# How My Kipor 3000thi Ran At 6300 Feet



## N7OQ (Jun 10, 2006)

Well I just got back from a week of camping at 6300 feet and I'm very happy with how well the Kipor ran. I was able to run the AC but to do it I had to turn off converter and make sure nothing was plugged in. With the Kipor warmed up and running with the econo switch off the AC compressor would start. I ran it 3 days for a few hours each day. After the compressor is running I can turn on the converted and was able to run 2 laptop computers. I made sure I kept the temp set low so it would not cycle but with a few mods I think I could let it cycle as well. First I'm going to install a hard start cap, (I would have done this up there if I had a ladder) next I need to find a way to stop the fan when the compressor starts.

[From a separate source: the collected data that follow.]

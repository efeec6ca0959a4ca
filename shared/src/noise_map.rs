//! Noise-map classification.
//!
//! A noise map is either an inverse-variance map or an RMS map. The kind is
//! decided once, from the reference alone, before any pixels are read.
//! Inverse-variance hints are checked first, so a name matching both kinds
//! (e.g. `wht_rms.fits`) is treated as inverse variance.

use std::fmt;

use thiserror::Error;

use crate::ext_ref::ImageRef;

/// File-name substrings that mark an inverse-variance map.
pub const INVERSE_VARIANCE_HINTS: &[&str] = &["ivm", "wh"];
/// File-name substrings that mark an RMS map.
pub const RMS_HINTS: &[&str] = &["rms", "sig"];
/// Extension name of HST-style weight extensions.
pub const INVERSE_VARIANCE_EXTNAME: &str = "WHT";
/// Extension name of HST-style error extensions.
pub const RMS_EXTNAME: &str = "ERR";

/// Noise map could not be assigned a kind.
#[derive(Error, Debug, Clone, PartialEq, Eq)]
#[error("unknown weight map format {reference}")]
pub struct UnknownNoiseFormat {
    pub reference: String,
}

/// What the values of a noise map represent.
#[derive(Debug, Clone, Copy, PartialEq, Eq)]
pub enum NoiseKind {
    /// Values are proportional to 1/variance.
    InverseVariance,
    /// Values are the per-pixel standard deviation.
    Rms,
}

impl NoiseKind {
    /// Factor that turns a science value into an SNR.
    ///
    /// Zero and negative inputs are not special-cased: they yield `inf` or
    /// `NaN`, which downstream code treats as missing.
    pub fn snr_multiplier(self, value: f64) -> f64 {
        match self {
            NoiseKind::InverseVariance => value.sqrt(),
            NoiseKind::Rms => value.recip(),
        }
    }

    /// Per-pixel variance described by a noise value.
    pub fn variance(self, value: f64) -> f64 {
        match self {
            NoiseKind::InverseVariance => value.recip(),
            NoiseKind::Rms => value * value,
        }
    }

    /// Classify a noise map from its reference.
    ///
    /// Only the file-name component is searched for hints, and matching is
    /// case-sensitive. Extension names are compared case-insensitively.
    pub fn classify(reference: &ImageRef) -> Result<Self, UnknownNoiseFormat> {
        let file_name = reference.file_name();
        let extname = reference.extension_name().map(str::trim);
        let extname_is = |wanted: &str| extname.is_some_and(|e| e.eq_ignore_ascii_case(wanted));

        if INVERSE_VARIANCE_HINTS.iter().any(|h| file_name.contains(h))
            || extname_is(INVERSE_VARIANCE_EXTNAME)
        {
            return Ok(NoiseKind::InverseVariance);
        }
        if RMS_HINTS.iter().any(|h| file_name.contains(h)) || extname_is(RMS_EXTNAME) {
            return Ok(NoiseKind::Rms);
        }

        Err(UnknownNoiseFormat {
            reference: reference.to_string(),
        })
    }
}

impl fmt::Display for NoiseKind {
    fn fmt(&self, f: &mut fmt::Formatter<'_>) -> fmt::Result {
        match self {
            NoiseKind::InverseVariance => write!(f, "inverse-variance"),
            NoiseKind::Rms => write!(f, "rms"),
        }
    }
}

If I was going to use the Kipor above 5000 feet I could change the jet but that would not allow me to run it below 5000 feet were I use it the most. The voltage check showed it running at 126 volts without the AC running and 121 volts running at 59.8 cycles. I do have to say I think it is a little loud while running the AC but when a camper a couple sites away started his Coleman just to charge his batteries I realized that the Kipor is much quieter.

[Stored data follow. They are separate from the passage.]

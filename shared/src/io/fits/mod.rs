//! FITS file I/O for astronomical images
//!
//! Built on `fitsio`. Images are 2-D with array row 0 holding the first
//! FITS row; values come back as `f64` with any BSCALE/BZERO applied.
//! Files are modified through a copy that replaces the original only once
//! every change has been written.

pub mod header;

use std::fs;
use std::path::Path;

use fitsio::hdu::HduInfo;
use fitsio::images::ImageType;
use fitsio::FitsFile;
use log::debug;
use ndarray::Array2;
use thiserror::Error;

use crate::ext_ref::{ExtensionSelector, ImageRef};

pub use header::{Card, Header};

/// Errors that can occur during FITS file operations
#[derive(Error, Debug)]
pub enum FitsError {
    #[error("FITS I/O error: {0}")]
    FitsIo(#[from] fitsio::errors::Error),
    #[error("I/O error: {0}")]
    Io(#[from] std::io::Error),
    #[error("cfitsio {call} failed with status {status}")]
    Cfitsio { call: &'static str, status: i32 },
    #[error("HDU not found: {0}")]
    HduNotFound(String),
    #[error("Invalid data type in HDU: {0}")]
    InvalidDataType(String),
    #[error("Unsupported image dimensions {0}; only 2-D images are handled")]
    UnsupportedDimensions(String),
    #[error("HDU {0} has no image data")]
    NoImageData(usize),
}

/// What [`resolve`] needs to know about one HDU.
#[derive(Debug, Clone, PartialEq)]
pub struct HduSummary {
    pub index: usize,
    /// `EXTNAME`, surrounding blanks removed.
    pub extname: Option<String>,
    /// `EXTVER`, defaulting to 1.
    pub extver: i64,
    /// Image BITPIX, `None` for tables.
    pub bitpix: Option<i32>,
    /// Axis lengths, slowest varying first: `[NAXIS2, NAXIS1]` for 2-D.
    pub shape: Vec<usize>,
}

impl HduSummary {
    /// Image HDU with at least one pixel.
    pub fn has_image_data(&self) -> bool {
        self.bitpix.is_some() && !self.shape.is_empty() && self.shape.iter().all(|&n| n > 0)
    }

    fn is_named(&self, name: &str, version: u32) -> bool {
        self.extname
            .as_deref()
            .is_some_and(|n| n.eq_ignore_ascii_case(name.trim()))
            && self.extver == i64::from(version)
    }
}

fn image_type_to_bitpix(image_type: &ImageType) -> i32 {
    match image_type {
        ImageType::UnsignedByte | ImageType::Byte => 8,
        ImageType::Short | ImageType::UnsignedShort => 16,
        ImageType::Long | ImageType::UnsignedLong => 32,
        ImageType::LongLong => 64,
        ImageType::Float => -32,
        ImageType::Double => -64,
    }
}

/// Walk every HDU of an open file.
pub fn hdu_summaries(fptr: &mut FitsFile) -> Vec<HduSummary> {
    let mut summaries = Vec::new();
    let mut index = 0;
    while let Ok(hdu) = fptr.hdu(index) {
        let extname = hdu
            .read_key::<String>(fptr, "EXTNAME")
            .ok()
            .map(|n| n.trim().to_string());
        let extver = hdu.read_key::<i64>(fptr, "EXTVER").unwrap_or(1);
        let (bitpix, shape) = match &hdu.info {
            HduInfo::ImageInfo { shape, image_type } => {
                (Some(image_type_to_bitpix(image_type)), shape.clone())
            }
            _ => (None, Vec::new()),
        };
        summaries.push(HduSummary {
            index,
            extname,
            extver,
            bitpix,
            shape,
        });
        index += 1;
    }
    summaries
}

/// Index of the HDU a selector refers to.
///
/// With no selector this is the primary HDU when it holds image data,
/// otherwise the first image extension.
pub fn resolve(
    hdus: &[HduSummary],
    selector: Option<&ExtensionSelector>,
) -> Result<usize, FitsError> {
    match selector {
        Some(ExtensionSelector::Index(i)) => {
            if *i < hdus.len() {
                Ok(*i)
            } else {
                Err(FitsError::HduNotFound(format!(
                    "index {i} (file has {} HDUs)",
                    hdus.len()
                )))
            }
        }
        Some(ExtensionSelector::Named { name, version }) => hdus
            .iter()
            .find(|h| h.is_named(name, *version))
            .map(|h| h.index)
            .ok_or_else(|| FitsError::HduNotFound(format!("{name},{version}"))),
        None => hdus
            .iter()
            .find(|h| h.has_image_data())
            .map(|h| h.index)
            .ok_or_else(|| FitsError::HduNotFound("no HDU with image data".to_string())),
    }
}

/// `(rows, cols)` of a 2-D image HDU. Axis products that overflow are
/// rejected rather than trusted.
pub fn image_shape(hdu: &HduSummary) -> Result<(usize, usize), FitsError> {
    if !hdu.has_image_data() {
        return Err(FitsError::NoImageData(hdu.index));
    }
    match hdu.shape[..] {
        [rows, cols] if rows.checked_mul(cols).is_some() => Ok((rows, cols)),
        _ => Err(FitsError::UnsupportedDimensions(format!("{:?}", hdu.shape))),
    }
}

fn read_hdu_image(fptr: &mut FitsFile, hdu: &HduSummary) -> Result<Array2<f64>, FitsError> {
    let (rows, cols) = image_shape(hdu)?;
    let pixels: Vec<f64> = fptr.hdu(hdu.index)?.read_image(fptr)?;
    Array2::from_shape_vec((rows, cols), pixels).map_err(|_| {
        FitsError::InvalidDataType(format!(
            "Cannot reshape image data for HDU {} to {rows}x{cols}",
            hdu.index
        ))
    })
}

/// An image read through an [`ImageRef`], with the headers needed to
/// interpret it.
#[derive(Debug, Clone)]
pub struct LoadedImage {
    pub data: Array2<f64>,
    pub hdu_index: usize,
    pub header: Header,
    pub primary_header: Header,
}

impl LoadedImage {
    /// Numeric keyword from the image HDU, falling back to the primary header.
    pub fn keyword_f64(&self, keyword: &str) -> Option<f64> {
        self.header
            .get_f64(keyword)
            .or_else(|| self.primary_header.get_f64(keyword))
    }
}

/// Read the image a compound reference points at.
pub fn read_image(reference: &ImageRef) -> Result<LoadedImage, FitsError> {
    let mut fptr = FitsFile::open(reference.path())?;
    let hdus = hdu_summaries(&mut fptr);
    let index = resolve(&hdus, reference.extension.as_ref())?;
    let data = read_hdu_image(&mut fptr, &hdus[index])?;
    let header = header::read_header(&mut fptr, index)?;
    let primary_header = if index == 0 {
        header.clone()
    } else {
        header::read_header(&mut fptr, 0)?
    };
    debug!(
        "read {}x{} image from HDU {index} of {}",
        data.nrows(),
        data.ncols(),
        reference.path().display()
    );
    Ok(LoadedImage {
        data,
        hdu_index: index,
        header,
        primary_header,
    })
}

/// Every card of HDU `index` of the file at `path`.
pub fn read_header_at(path: &Path, index: usize) -> Result<Header, FitsError> {
    let mut fptr = FitsFile::open(path)?;
    header::read_header(&mut fptr, index)
}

I was concerned about how to transport it because I have Tahoe and didn't want gas smell in the Tahoe or the TT. Well what I did was make sure the gas tank was close to empty I than put the Generator and the empty Gas can I used to fill with into a heavy duty garbage bag like a 50 gallon size, I twist tied it put it in the back of the Tahoe and never smelled any gas during the trip home.

I'm very happy with this Kipor Gen I was a little apprehensive about buying one but now I'm very happy with this gen.


----------



## Scrib (Jun 28, 2005)

Glad to hear it! Mine's supposed to ship Monday.


----------



## Doxie-Doglover (Apr 19, 2006)

Scrib said:


> Glad to hear it! Mine's supposed to ship Monday.


Hi Scrib,

gonna be a nosey and ask from where and how much? I really want to get one...just keep hoping a better deal each time I look!


----------



## Oregon_Camper (Sep 13, 2004)

Glad it worked out for you. I sure have seen a lot of great comments/reviews on that generator.


----------



## Insomniak (Jul 7, 2006)

Verstelle said:


> Well I just got back from a week of camping at 6300 feet and I'm very happy with how well the Kipor ran. I was able to run the AC but to do it I had to turn off converter and make sure nothing was plugged in. With the Kipor warmed up and running with the econo switch off the AC compressor would start. I ran it 3 days for a few hours each day. After the compressor is running I can turn on the converted and was able to run 2 laptop computers. I made sure I kept the temp set low so it would not cycle but with a few mods I think I could let it cycle as well. First I'm going to install a hard start cap, (I would have done this up there if I had a ladder) next I need to find a way to stop the fan when the compressor starts.
> 
> If I was going to use the Kipor above 5000 feet I could change the jet but that would not allow me to run it below 5000 feet were I use it the most. The voltage check showed it running at 126 volts without the AC running and 121 volts running at 59.8 cycles. I do have to say I think it is a little loud while running the AC but when a camper a couple sites away started his Coleman just to charge his batteries I realized that the Kipor is much quieter.
> 
> ...


Why do you need a hard start capacitor? Is the compressor not coming on, or has a hard time starting? Or was this just a function of being at 6,800 feet and the generator couldn't produce enough power to kick over the compressor?

I don't think you'll find a way to stop the fan when the compressor is running. I think that would freeze the condenser coils in short order !!


----------



## N7OQ (Jun 10, 2006)

Why do you need a hard start capacitor? Is the compressor not coming on, or has a hard time starting? Or was this just a function of being at 6,800 feet and the generator couldn't produce enough power to kick over the compressor?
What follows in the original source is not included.